Six ans après son dernier album « Héritage 3S » sorti en 2013 et qui rendait hommage aux grands noms de la musique congolaise, Nianzi Gaulard réapparait en cette fin d’année 2019 avec ce nouvel opus de 8 titres : 1-Nanette et Minette - 2-Bouyélélé - 3-Cache-cache - 4-Mossendjo - 5-Sambats - 6-Mokili makambo -7-Odingi - 8-Auguy na fort Rousset.

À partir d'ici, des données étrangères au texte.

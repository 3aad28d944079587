// src/engine/common.rs
//
// Common utilities shared across engine modules.
// Provides the unified Result alias and the panic policy.

use crate::error::IpsError;
use std::any::Any;
use std::panic::{catch_unwind, AssertUnwindSafe};

/// Unified Result type for the engine.
pub type EngineResult<T> = std::result::Result<T, IpsError>;

/// Run `f`, turning a panic into `IpsError::InternalPanic` tagged with `label`.
///
/// Decoders and transforms run under this policy so that a panic in third-party
/// code or in one tile never unwinds through a worker thread.
pub fn run_with_panic_policy<T, F>(label: &'static str, f: F) -> EngineResult<T>
where
    F: FnOnce() -> EngineResult<T>,
{
    match catch_unwind(AssertUnwindSafe(f)) {
        Ok(result) => result,
        Err(payload) => Err(IpsError::internal_panic(format!(
            "{label}: {}",
            panic_message(payload.as_ref())
        ))),
    }
}

pub(crate) fn panic_message(payload: &(dyn Any + Send)) -> String {
    if let Some(s) = payload.downcast_ref::<&'static str>() {
        (*s).to_string()
    } else if let Some(s) = payload.downcast_ref::<String>() {
        s.clone()
    } else {
        "unknown panic payload".to_string()
    }
}

#[cfg(test)]
mod tests {
    use super::*;

    #[test]
    fn passes_through_ok_and_err() {
        assert_eq!(run_with_panic_policy("ok", || Ok(7)).unwrap(), 7);
        let err = run_with_panic_policy::<(), _>("err", || Err(IpsError::decode_failed("x")))
            .unwrap_err();
        assert!(matches!(err, IpsError::DecodeFailed { .. }));
    }

    #[test]
    fn converts_panic_into_internal_error() {
        let err = run_with_panic_policy::<(), _>("tile", || panic!("boom")).unwrap_err();
        match err {
            IpsError::InternalPanic { message } => {
                assert!(message.contains("tile"));
                assert!(message.contains("boom"));
            }
            other => panic!("unexpected error: {other:?}"),
        }
    }
}
// src/engine/encoder.rs
//
// PNG output for the file sink and the CLI.

use crate::engine::common::run_with_panic_policy;
use crate::engine::raster::RawImage;
use crate::error::IpsError;
use image::ImageFormat;
use std::fs;
use std::io::Cursor;
use std::path::Path;

type EncoderResult<T> = std::result::Result<T, IpsError>;

/// Encode to PNG bytes (lossless).
pub fn encode_png(image: &RawImage) -> EncoderResult<Vec<u8>> {
    run_with_panic_policy("encode:png", || {
        let dynamic = image.to_dynamic()?;
        let mut buf = Vec::with_capacity(image.as_bytes().len() / 2);
        dynamic
            .write_to(&mut Cursor::new(&mut buf), ImageFormat::Png)
            .map_err(|e| IpsError::encode_failed("png", format!("PNG encode failed: {e}")))?;
        Ok(buf)
    })
}

/// Encode and write to `path`. The file is written through a sibling
/// temporary so readers never observe a partial PNG.
pub fn write_png(path: impl AsRef<Path>, image: &RawImage) -> EncoderResult<()> {
    let path = path.as_ref();
    let bytes = encode_png(image)?;
    let tmp = path.with_extension("png.tmp");
    let display = || path.to_string_lossy().into_owned();
    fs::write(&tmp, &bytes).map_err(|e| IpsError::file_write_failed(display(), e))?;
    fs::rename(&tmp, path).map_err(|e| IpsError::file_write_failed(display(), e))?;
    Ok(())
}
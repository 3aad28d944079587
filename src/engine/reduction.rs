// src/engine/reduction.rs
//
// Cross-task min/max reduction.
//
// Every task folds the values it writes into a private LocalExtrema and merges
// it into the pass-wide ReductionState once, after its rows are committed. The
// merge is a compare-and-update loop per bound, so two workers merging at the
// same time can never lose each other's update.

use std::sync::atomic::{AtomicU32, AtomicUsize, Ordering};

/// Frozen `{min, max}` of a completed pass.
#[derive(Clone, Copy, Debug, PartialEq)]
pub struct Extrema {
    pub min: f32,
    pub max: f32,
}

impl Extrema {
    pub fn span(&self) -> f32 {
        self.max - self.min
    }

    /// Sequential fold over the color channels of `bytes`, used as a baseline.
    pub fn scan(bytes: &[u8], channels: usize, color_channels: usize) -> Option<Self> {
        let mut local = LocalExtrema::default();
        for px in bytes.chunks_exact(channels) {
            for &v in &px[..color_channels.min(channels)] {
                local.fold(v as f32);
            }
        }
        local.finish()
    }
}

/// Task-private accumulator; never shared between threads.
#[derive(Clone, Copy, Debug)]
pub struct LocalExtrema {
    min: f32,
    max: f32,
}

impl Default for LocalExtrema {
    fn default() -> Self {
        Self {
            min: f32::INFINITY,
            max: f32::NEG_INFINITY,
        }
    }
}

impl LocalExtrema {
    #[inline]
    pub fn fold(&mut self, value: f32) {
        if value < self.min {
            self.min = value;
        }
        if value > self.max {
            self.max = value;
        }
    }

    pub fn is_empty(&self) -> bool {
        self.min > self.max
    }

    pub fn finish(&self) -> Option<Extrema> {
        (!self.is_empty()).then_some(Extrema {
            min: self.min,
            max: self.max,
        })
    }
}

/// Pass-wide accumulator shared by all tasks of one pass.
#[derive(Debug)]
pub struct ReductionState {
    min_bits: AtomicU32,
    max_bits: AtomicU32,
    merges: AtomicUsize,
}

impl Default for ReductionState {
    fn default() -> Self {
        Self::new()
    }
}

impl ReductionState {
    pub fn new() -> Self {
        Self {
            min_bits: AtomicU32::new(f32::INFINITY.to_bits()),
            max_bits: AtomicU32::new(f32::NEG_INFINITY.to_bits()),
            merges: AtomicUsize::new(0),
        }
    }

    /// Merge a task-local result. Empty locals are counted but change nothing.
    pub fn merge(&self, local: &LocalExtrema) {
        if !local.is_empty() {
            update_bound(&self.min_bits, local.min, |new, cur| new < cur);
            update_bound(&self.max_bits, local.max, |new, cur| new > cur);
        }
        self.merges.fetch_add(1, Ordering::AcqRel);
    }

    /// Number of merges so far.
    pub fn merges(&self) -> usize {
        self.merges.load(Ordering::Acquire)
    }

    pub fn snapshot(&self) -> Option<Extrema> {
        let min = f32::from_bits(self.min_bits.load(Ordering::Acquire));
        let max = f32::from_bits(self.max_bits.load(Ordering::Acquire));
        (min <= max).then_some(Extrema { min, max })
    }
}

/// Store `candidate` if `better(candidate, current)` holds, retrying on contention.
fn update_bound<F>(cell: &AtomicU32, candidate: f32, better: F)
where
    F: Fn(f32, f32) -> bool,
{
    let mut current = cell.load(Ordering::Acquire);
    while better(candidate, f32::from_bits(current)) {
        match cell.compare_exchange_weak(
            current,
            candidate.to_bits(),
            Ordering::AcqRel,
            Ordering::Acquire,
        ) {
            Ok(_) => return,
            Err(observed) => current = observed,
        }
    }
}

#[cfg(test)]
mod tests {
    use super::*;
    use std::sync::Arc;
    use std::thread;

    #[test]
    fn empty_state_has_no_snapshot() {
        let state = ReductionState::new();
        assert_eq!(state.snapshot(), None);
        state.merge(&LocalExtrema::default());
        assert_eq!(state.snapshot(), None);
        assert_eq!(state.merges(), 1);
    }

    #[test]
    fn local_fold_and_merge() {
        let mut a = LocalExtrema::default();
        a.fold(10.0);
        a.fold(3.0);
        let mut b = LocalExtrema::default();
        b.fold(200.0);

        let state = ReductionState::new();
        state.merge(&a);
        state.merge(&b);
        assert_eq!(state.snapshot(), Some(Extrema { min: 3.0, max: 200.0 }));
    }

    #[test]
    fn scan_ignores_alpha() {
        let bytes = [10, 20, 30, 0, 40, 50, 60, 255];
        let e = Extrema::scan(&bytes, 4, 3).unwrap();
        assert_eq!(e, Extrema { min: 10.0, max: 60.0 });
    }

    #[test]
    fn concurrent_merges_never_lose_updates() {
        let state = Arc::new(ReductionState::new());
        let handles: Vec<_> = (0..16u32)
            .map(|t| {
                let state = Arc::clone(&state);
                thread::spawn(move || {
                    for i in 0..500u32 {
                        let mut local = LocalExtrema::default();
                        local.fold(((t * 500 + i) % 7919) as f32);
                        state.merge(&local);
                    }
                })
            })
            .collect();
        for h in handles {
            h.join().unwrap();
        }

        let expected_min = (0..8000u32).map(|v| v % 7919).min().unwrap() as f32;
        let expected_max = (0..8000u32).map(|v| v % 7919).max().unwrap() as f32;
        assert_eq!(
            state.snapshot(),
            Some(Extrema {
                min: expected_min,
                max: expected_max
            })
        );
        assert_eq!(state.merges(), 8000);
    }
}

L’art de Nianzi Gaulard est à son apogée dans ce superbe album. Il arrive très bien à s’identifier à tout un univers issu des meilleures traditions musicales congolaises des années 60 et à s’adapter « aux influences afro-caribéennes ». Gaulard prouve ici, qu’il est l’un des derniers défenseurs de cette musique heureuse, vibrante et jouissive : l’ancêtre mère rumba. Tout comme, il immortalise Essous dans ses deux légendaires compositions « Mossendjo » et « Auguy na Fort-Rousset » (au rythme de son montuno).

Musicien d’expérience - après une jolie carrière d’excellent chanteur-compositeur dans les groupes « Sossa  », « Rumbaya » « Kamikaze »,« Les Officiers de la musique congolaise  » - Nianzi Gaulard s’est affirmé, grâce à sa forte personnalité, ses compositions d’une troublante force d’expression et sa très belle voix grasseyante, comme le véritable héritier d’Essous « Trois S ».

Au nombre des musiciens qui ont contribué à la réalisation de cet album, citons : Ballou Canta (directeur artistique) - Brice Malonga (programmation) - Nianzi Gaulard, Ballou Canta, Mbaya Prince Martial, Abonna Parfait Bouboule (chant) - Mavatiku Michelino, Olivier Tchimanga, Auguy Solo (guitare) : Armel Malonga, Djimy Bass (basse) - Simolo (percussion) et Luis Manresa (participation dans la chanson "Mossendjo") - Distribution  : Cyriaque Bassoka.